//! services/api/src/web/chat_flow.rs
//!
//! Orchestrates the daily chat: assigning the verse of the day, updating the
//! engagement streak, and running one user/assistant exchange. Handlers stay
//! thin; everything testable lives here against the port traits.
//!
//! Collaborator outages are absorbed at this layer. A failed verse fetch
//! degrades to the fixed fallback verse and a failed reflection degrades to a
//! fixed apology, so the only errors that escape are storage errors.

use chrono::NaiveDate;
use tracing::warn;
use uuid::Uuid;

use verse_companion_core::domain::{DailyVerse, Message, MessageRole};
use verse_companion_core::engagement::{
    assign_verse, fallback_verse, next_streak, resolve_verse, VerseResolution,
};
use verse_companion_core::ports::{
    DatabaseService, PortError, PortResult, ReflectionService, VerseProvider,
};

/// Stored as the assistant's reply when the reflection service fails.
pub const FALLBACK_REPLY: &str =
    "I apologize, but I couldn't process your message right now. Please try again.";

/// Everything the client needs to render the chat screen.
#[derive(Debug, Clone)]
pub struct DailyChat {
    pub verse: DailyVerse,
    pub current_streak: u32,
    /// The whole transcript, oldest first, including the `system` rows that
    /// carry each day's verse.
    pub messages: Vec<Message>,
}

/// One completed user/assistant round trip, both rows already persisted.
#[derive(Debug, Clone)]
pub struct Exchange {
    pub user_message: Message,
    pub assistant_message: Message,
}

/// The first decodable verse stored for `today`, if any.
fn stored_verse_for(history: &[Message], today: NaiveDate) -> Option<DailyVerse> {
    history
        .iter()
        .filter(|m| m.role == MessageRole::System && m.conversation_date == today)
        .find_map(|m| DailyVerse::from_system_message(&m.content, m.conversation_date))
}

/// Returns today's verse, assigning one first if the transcript has none.
///
/// A freshly assigned verse is persisted as a `system` message and appended to
/// `history` so the caller's transcript stays complete. When two requests race
/// to assign, storage rejects the loser with a conflict; the loser then
/// re-reads the transcript and adopts the winner's verse.
async fn ensure_daily_verse(
    db: &dyn DatabaseService,
    verses: &dyn VerseProvider,
    history: &mut Vec<Message>,
    user_id: Uuid,
    today: NaiveDate,
) -> PortResult<DailyVerse> {
    let existing = stored_verse_for(history, today);
    if let VerseResolution::Current(verse) = resolve_verse(existing.as_ref(), today) {
        return Ok(verse);
    }

    let content = match verses.random_verse().await {
        Ok(content) => content,
        Err(e) => {
            warn!("Verse provider unavailable, using the fallback verse: {:?}", e);
            fallback_verse()
        }
    };
    let verse = assign_verse(content, today);

    match db
        .append_message(user_id, &verse.to_system_content(), MessageRole::System, today)
        .await
    {
        Ok(message) => {
            history.push(message);
            Ok(verse)
        }
        Err(PortError::Conflict(_)) => {
            // A concurrent request assigned first. Its verse is authoritative.
            *history = db.message_history(user_id).await?;
            Ok(stored_verse_for(history, today).unwrap_or(verse))
        }
        Err(e) => Err(e),
    }
}

/// The app-open flow: resolve today's verse, update the streak, return the
/// transcript.
///
/// Safe to call any number of times per day. The verse is assigned at most
/// once and the streak write is skipped entirely when the stored record
/// already covers `today`.
pub async fn open_today(
    db: &dyn DatabaseService,
    verses: &dyn VerseProvider,
    user_id: Uuid,
    today: NaiveDate,
) -> PortResult<DailyChat> {
    let mut history = db.message_history(user_id).await?;
    let verse = ensure_daily_verse(db, verses, &mut history, user_id, today).await?;

    let profile = db.get_profile(user_id).await?;
    let update = next_streak(profile.last_engaged_date, profile.current_streak, today);
    if update.should_persist {
        db.record_engagement(user_id, update.streak, today).await?;
    }

    Ok(DailyChat {
        verse,
        current_streak: update.streak,
        messages: history,
    })
}

/// The send flow: persist the user's message, ask the reflection service for
/// a reply grounded in today's verse, persist that reply.
///
/// The user's message is stored before the reflection call, so it survives
/// even when the reply degrades to the fallback apology. Sending does not
/// touch the streak; only opening the day does.
pub async fn send_message(
    db: &dyn DatabaseService,
    verses: &dyn VerseProvider,
    reflection: &dyn ReflectionService,
    user_id: Uuid,
    today: NaiveDate,
    content: &str,
) -> PortResult<Exchange> {
    let mut history = db.message_history(user_id).await?;
    let verse = ensure_daily_verse(db, verses, &mut history, user_id, today).await?;

    let user_message = db
        .append_message(user_id, content, MessageRole::User, today)
        .await?;

    let reply = match reflection.reflect(&verse, content).await {
        Ok(reply) => reply,
        Err(e) => {
            warn!("Reflection service failed, storing the fallback reply: {:?}", e);
            FALLBACK_REPLY.to_string()
        }
    };

    let assistant_message = db
        .append_message(user_id, &reply, MessageRole::Assistant, today)
        .await?;

    Ok(Exchange {
        user_message,
        assistant_message,
    })
}
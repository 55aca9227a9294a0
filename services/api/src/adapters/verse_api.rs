//! services/api/src/adapters/verse_api.rs
//!
//! This module contains the adapter for the verse lookup API (a bible-api.com
//! style service). It implements the `VerseProvider` port from the `core` crate.

use async_trait::async_trait;
use reqwest::{Client, StatusCode, Url};
use serde::Deserialize;
use verse_companion_core::domain::{VerseContent, DEFAULT_TRANSLATION};
use verse_companion_core::ports::{PortError, PortResult, VerseProvider};

/// Shown when a searched reference does not resolve to a passage.
pub const VERSE_NOT_FOUND_MESSAGE: &str =
    "Could not find that verse. Try using a format like \"John 3:16\" or \"Psalm 23\".";

//=========================================================================================
// Wire Types
//=========================================================================================

/// The provider's response envelope, shared by `/random` and `/{reference}`.
#[derive(Debug, Deserialize)]
struct PassageResponse {
    reference: String,
    #[serde(default)]
    text: Option<String>,
    #[serde(default)]
    translation_name: Option<String>,
    #[serde(default)]
    verses: Option<Vec<VerseLine>>,
}

#[derive(Debug, Deserialize)]
struct VerseLine {
    verse: u32,
    text: String,
}

impl PassageResponse {
    fn translation(&self) -> String {
        self.translation_name
            .as_deref()
            .filter(|t| !t.trim().is_empty())
            .unwrap_or(DEFAULT_TRANSLATION)
            .to_string()
    }

    /// The whole passage as a single verse entry. A blank reference or body
    /// is an error, same as a missing `text`.
    fn into_single(self) -> PortResult<VerseContent> {
        let translation = self.translation();
        let text = self
            .text
            .ok_or_else(|| PortError::Unexpected("Verse API response contained no text".to_string()))?;
        let reference = self.reference.trim().to_string();
        let text = text.trim().to_string();
        if reference.is_empty() || text.is_empty() {
            return Err(PortError::Unexpected(
                "Verse API response contained an empty reference or text".to_string(),
            ));
        }
        Ok(VerseContent {
            reference,
            text,
            translation,
        })
    }

    /// One entry per verse when the passage spans several, each labeled
    /// `"{reference} ({n})"`; otherwise the single-passage form.
    fn into_results(mut self) -> PortResult<Vec<VerseContent>> {
        let translation = self.translation();
        match self.verses.take() {
            Some(lines) if !lines.is_empty() => Ok(lines
                .into_iter()
                .map(|line| VerseContent {
                    reference: format!("{} ({})", self.reference, line.verse),
                    text: line.text.trim().to_string(),
                    translation: translation.clone(),
                })
                .collect()),
            _ => self.into_single().map(|content| vec![content]),
        }
    }
}

//=========================================================================================
// The Main Adapter Struct
//=========================================================================================

/// An adapter that implements the `VerseProvider` port against a
/// bible-api.com style HTTP API.
#[derive(Clone)]
pub struct BibleApiAdapter {
    client: Client,
    base_url: String,
}

impl BibleApiAdapter {
    /// Creates a new `BibleApiAdapter`.
    pub fn new(client: Client, base_url: String) -> Self {
        Self {
            client,
            base_url: base_url.trim_end_matches('/').to_string(),
        }
    }

    /// Builds `{base}/{segment}` with the segment percent-encoded, so
    /// references like "John 3:16" stay a single path segment.
    fn endpoint(&self, segment: &str) -> PortResult<Url> {
        let mut url = Url::parse(&self.base_url)
            .map_err(|e| PortError::Unexpected(format!("Invalid verse API base URL: {}", e)))?;
        url.path_segments_mut()
            .map_err(|()| PortError::Unexpected("Verse API base URL cannot have paths".to_string()))?
            .push(segment);
        Ok(url)
    }

    async fn fetch_passage(&self, url: Url) -> PortResult<PassageResponse> {
        let response = self
            .client
            .get(url)
            .send()
            .await
            .map_err(|e| PortError::Unexpected(format!("Verse API request failed: {}", e)))?;

        match response.status() {
            StatusCode::NOT_FOUND => Err(PortError::NotFound(VERSE_NOT_FOUND_MESSAGE.to_string())),
            status if !status.is_success() => Err(PortError::Unexpected(format!(
                "Verse API returned status {}",
                status
            ))),
            _ => response
                .json::<PassageResponse>()
                .await
                .map_err(|e| PortError::Unexpected(format!("Verse API response malformed: {}", e))),
        }
    }
}

//=========================================================================================
// `VerseProvider` Trait Implementation
//=========================================================================================

#[async_trait]
impl VerseProvider for BibleApiAdapter {
    async fn random_verse(&self) -> PortResult<VerseContent> {
        let url = self.endpoint("random")?;
        self.fetch_passage(url).await?.into_single()
    }

    async fn search_passage(&self, query: &str) -> PortResult<Vec<VerseContent>> {
        let url = self.endpoint(query)?;
        self.fetch_passage(url).await?.into_results()
    }
}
§ §
**DESCRIPTION OF THE TASK:** Within the listing above, extract exactly the lines from the line with "impl VerseProvider for" to the line with "let url = self.endpoint(query)?;", the two named lines included, and no others.

**SOLUTION TO THE EXERCISE:**
impl VerseProvider for BibleApiAdapter {
    async fn random_verse(&self) -> PortResult<VerseContent> {
        let url = self.endpoint("random")?;
        self.fetch_passage(url).await?.into_single()
    }

    async fn search_passage(&self, query: &str) -> PortResult<Vec<VerseContent>> {
        let url = self.endpoint(query)?;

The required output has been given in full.